We need to stop attempting to solve the world's problems through violence. And we need to have a holiday to celebrate the people who attempt to find other solutions. But in the meantime, we need to stop telling our soldiers that we expect them to die.

4 Comments:

Blogger Canine Diamond said...

I was poking around the various homesteading sites on my lunch break--another of my online vices--and found that Cost of Iraq counter, accompanied by a banner that said, "Peace Is Patriotic!" (which I could not get to work on my blog, hence the lame section title taking its place). I venture onto homesteading sites with trepidation because a few of them, if you get to know them too well, have some scary survivalist and/or Christian fundamentalist elements, and I was surprised, and tremendously pleased, to see that banner on their sidebar.

5/24/2007 12:14 PM  
Blogger Plain Foolish said...

*grin* It's an occupational hazard of reenacting. In 1999, I was in an army surplus store, looking for wool blankets to turn into other things, when the guy who ran the place struck up a conversation. Turned out he was a Rev. War reenactor, and showed me where he tucked back the good blankets. We wound up talking about the whole Y2K scare, and he informed me that if everything went wierd, he intended to pitch the campaign tent in the back yard since he could live in it more comfortably than he could in his house with no electricity.

5/24/2007 1:30 PM  
Blogger Canine Diamond said...

. . . yeah.

Well, I guess it takes all kinds to make a world, doesn't it?

5/25/2007 7:38 AM  
Blogger Plain Foolish said...

Actually, I could kind of see that, here. Way too many houses here depend on electricity for *everything*. They're built on plans that are national, rather than local, so they're a pain to heat and cool, plus everything's electric - electric stove, electric heat, etc.

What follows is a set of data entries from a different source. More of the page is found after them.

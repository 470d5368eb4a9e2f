/*
MIT License

Copyright (c) 2025 multislice contributors
*/

//! Lazily built per-species potential cache
//!
//! Each (species, charge) key gets its real-space potential grid built
//! exactly once, on first request, and retained for the lifetime of the
//! run. The build converts the spline-fitted reciprocal-space scattering
//! factor into a real-space (r, z) map: since V(r, z) is rotationally
//! symmetric it is enough to compute V(x, z) at y = 0, pre-integrating
//! the qy direction so a single 2D backward transform replaces a full 3D
//! one.

use std::collections::HashMap;
use std::sync::atomic::{AtomicUsize, Ordering};
use std::sync::{Arc, Mutex};

use log::debug;
use ndarray::Array2;
use num_complex::Complex64;
use once_cell::sync::OnceCell;

use crate::config::GridConfig;
use crate::utils::{ifft2, PHI_SCALE};

use super::errors::{PotentialError, Result};
use super::lookup::AtomPotential;
use super::scattering::ScatteringFactorTable;
use super::spline::AkimaSpline;

/// Cache key: species plus whether the charge-offset data applies
///
/// Charge is treated as binary (neutral vs. ionic); the scattering
/// table carries one offset row per species, not one per charge state.
#[derive(Debug, Clone, Copy, PartialEq, Eq, Hash)]
pub struct PotentialKey {
    pub atomic_number: u32,
    pub ionic: bool,
}

type EntrySlot = Arc<OnceCell<Arc<AtomPotential>>>;

/// Lazy cache of real-space atomic potential grids
///
/// Entries transition NotBuilt -> Built exactly once per key; a per-key
/// guard lets independent species build concurrently without a single
/// global build lock. Built grids are never invalidated or evicted.
pub struct PotentialCache {
    config: GridConfig,
    /// Scattering table, retuned to the admissible cutoff at
    /// construction
    table: ScatteringFactorTable,
    entries: Mutex<HashMap<PotentialKey, EntrySlot>>,
    builds: AtomicUsize,
}

impl PotentialCache {
    /// Create a cache over the given configuration and scattering table
    ///
    /// The table is retuned to the configuration's momentum cutoff; the
    /// caller's copy is not modified.
    pub fn new(config: GridConfig, table: ScatteringFactorTable) -> Self {
        let table = table.retuned(config.kmax());
        debug!(
            "potential grid: nx={}, nz={} ({} sub-layers per slice), dkx={:.5}, dkz={:.5}, kmax={:.4} 1/A",
            config.nx(),
            config.nz(),
            config.nz_per_slice(),
            config.dkx(),
            config.dkz(),
            config.kmax()
        );
        Self {
            config,
            table,
            entries: Mutex::new(HashMap::new()),
            builds: AtomicUsize::new(0),
        }
    }

    /// Get the potential grid for a species, building it on first use
    ///
    /// # Arguments
    ///
    /// * `atomic_number` - Species to look up
    /// * `charge` - Ionic charge; non-zero selects the charge-offset
    ///   scattering data
    /// * `debye_waller` - Thermal factor B in Angstrom^2; pass 0 when
    ///   thermal motion is modeled as position perturbation instead
    ///
    /// # Returns
    ///
    /// A shared handle to the cached grid. The first call per
    /// (species, charge) key fixes the grid; later calls return the
    /// same data regardless of their arguments.
    pub fn get(
        &self,
        atomic_number: u32,
        charge: f64,
        debye_waller: f64,
    ) -> Result<Arc<AtomPotential>> {
        let key = PotentialKey {
            atomic_number,
            ionic: charge != 0.0,
        };
        if !self.table.contains(key.atomic_number, key.ionic) {
            return Err(PotentialError::UnknownSpecies {
                atomic_number: key.atomic_number,
                ionic: key.ionic,
            });
        }

        let slot: EntrySlot = {
            let mut entries = self.entries.lock().expect("potential cache lock poisoned");
            Arc::clone(entries.entry(key).or_default())
        };

        // Per-key one-time initialization; concurrent callers for the
        // same key block here, different keys build independently.
        slot.get_or_try_init(|| self.build(key, debye_waller).map(Arc::new))
            .map(Arc::clone)
    }

    /// Number of grid builds performed so far
    pub fn build_count(&self) -> usize {
        self.builds.load(Ordering::Relaxed)
    }

    /// The configuration this cache was created with
    pub fn config(&self) -> &GridConfig {
        &self.config
    }

    fn build(&self, key: PotentialKey, debye_waller: f64) -> Result<AtomPotential> {
        let row = self
            .table
            .row(key.atomic_number, key.ionic)
            .ok_or(PotentialError::UnknownSpecies {
                atomic_number: key.atomic_number,
                ionic: key.ionic,
            })?;
        let spline = AkimaSpline::new(self.table.k_grid().to_vec(), row.to_vec())?;

        let nx = self.config.nx();
        let nz = self.config.nz();
        let nz_per_slice = self.config.nz_per_slice();
        let dkx = self.config.dkx();
        let dkz = self.config.dkz();
        let kmax2 = self.config.kmax() * self.config.kmax();

        // The atom sits at the r = 0 corner of the box; the z phase
        // shifts it (nz_per_slice - 1) / 2 sub-layers up so its
        // potential straddles the slice boundary with the correct
        // fractional share per neighboring slice.
        let iz_offset = (nz_per_slice - 1) / 2;
        let z_pos = -2.0 * std::f64::consts::PI
            * (self.config.slice_thickness / nz_per_slice as f64)
            * iz_offset as f64;

        let mut temp = Array2::<Complex64>::zeros((nz, nx));
        for iz in 0..nz {
            let kz = dkz * if iz < nz / 2 { iz as f64 } else { iz as f64 - nz as f64 };
            for ix in 0..nx {
                let kx = dkx * if ix < nx / 2 { ix as f64 } else { ix as f64 - nx as f64 };
                let s2 = kx * kx + kz * kz;
                if s2 >= kmax2 {
                    continue;
                }

                let mut f = spline.eval(s2.sqrt()) * (-s2 * debye_waller * 0.25).exp();
                // qy integration for qy != 0: V(x, z) at y = 0 needs the
                // scattering factor summed over the qy column up to the
                // cutoff circle.
                for iy in 1..nx {
                    let qy = dkx * iy as f64;
                    let s3 = qy * qy + s2;
                    if s3 >= kmax2 {
                        break;
                    }
                    f += spline.eval(s3.sqrt()) * (-s3 * debye_waller * 0.25).exp();
                }
                f *= dkx;

                if !f.is_finite() {
                    return Err(PotentialError::NumericDegeneracy {
                        atomic_number: key.atomic_number,
                        k: s2.sqrt(),
                        debye_waller,
                    });
                }

                let phase = kz * z_pos;
                temp[[iz, ix]] = Complex64::new(f * phase.cos(), f * phase.sin());
            }
        }

        // Backward transform: the 2D kx-kz map of the scattering factor
        // becomes a 2D real-space map.
        ifft2(&mut temp);

        // Fold down to the non-negative (r, z) quadrant, integrating
        // each point over the nz_per_slice neighboring sub-layers that
        // straddle the atom z-position.
        let nr_half = nx / 2;
        let nz_half = nz / 2;
        let scale = PHI_SCALE * dkx * dkz / nz as f64;
        let mut grid = Array2::<f64>::zeros((nz_half, nr_half));
        for iz in 0..nz_half {
            for ir in 0..nr_half {
                let mut sum = 0.0;
                for iiz in 0..nz_per_slice {
                    let row = iz + iiz;
                    if row < nz_half {
                        sum += temp[[row, ir]].re;
                    }
                }
                // True potential cannot be negative; residue from the
                // transform is clamped, never non-finite values.
                if sum < 0.0 {
                    sum = 0.0;
                }
                grid[[iz, ir]] = scale * sum;
            }
        }

        self.builds.fetch_add(1, Ordering::Relaxed);
        debug!(
            "built {}x{} (r-z) potential for Z={} (ionic={}, B={} A^2, {} sub-layers)",
            nr_half, nz_half, key.atomic_number, key.ionic, debye_waller, nz_per_slice
        );

        Ok(AtomPotential::new(
            grid,
            self.config.dr(),
            self.config.dz_sub(),
            self.config.atom_radius,
            nz_per_slice,
        ))
    }
}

When Hurricane Isabelle came through, we ended up having to pull out some of our camp comforts (like the pierced tin lantern with the window) in order to stay comfy, so I could kind of see it, especially since there was no way that, even if there'd been a mess, it was going to last more than a few days.

Besides, I've seen what my own encampment does for luxurious camping and would fail to be surprised to discover that other reenactment types had created similarly decadent camps. (We have hot showers, curtained slat beds, vented heaters, a truly incredible camp kitchen, raised floors in some of the tents, etc.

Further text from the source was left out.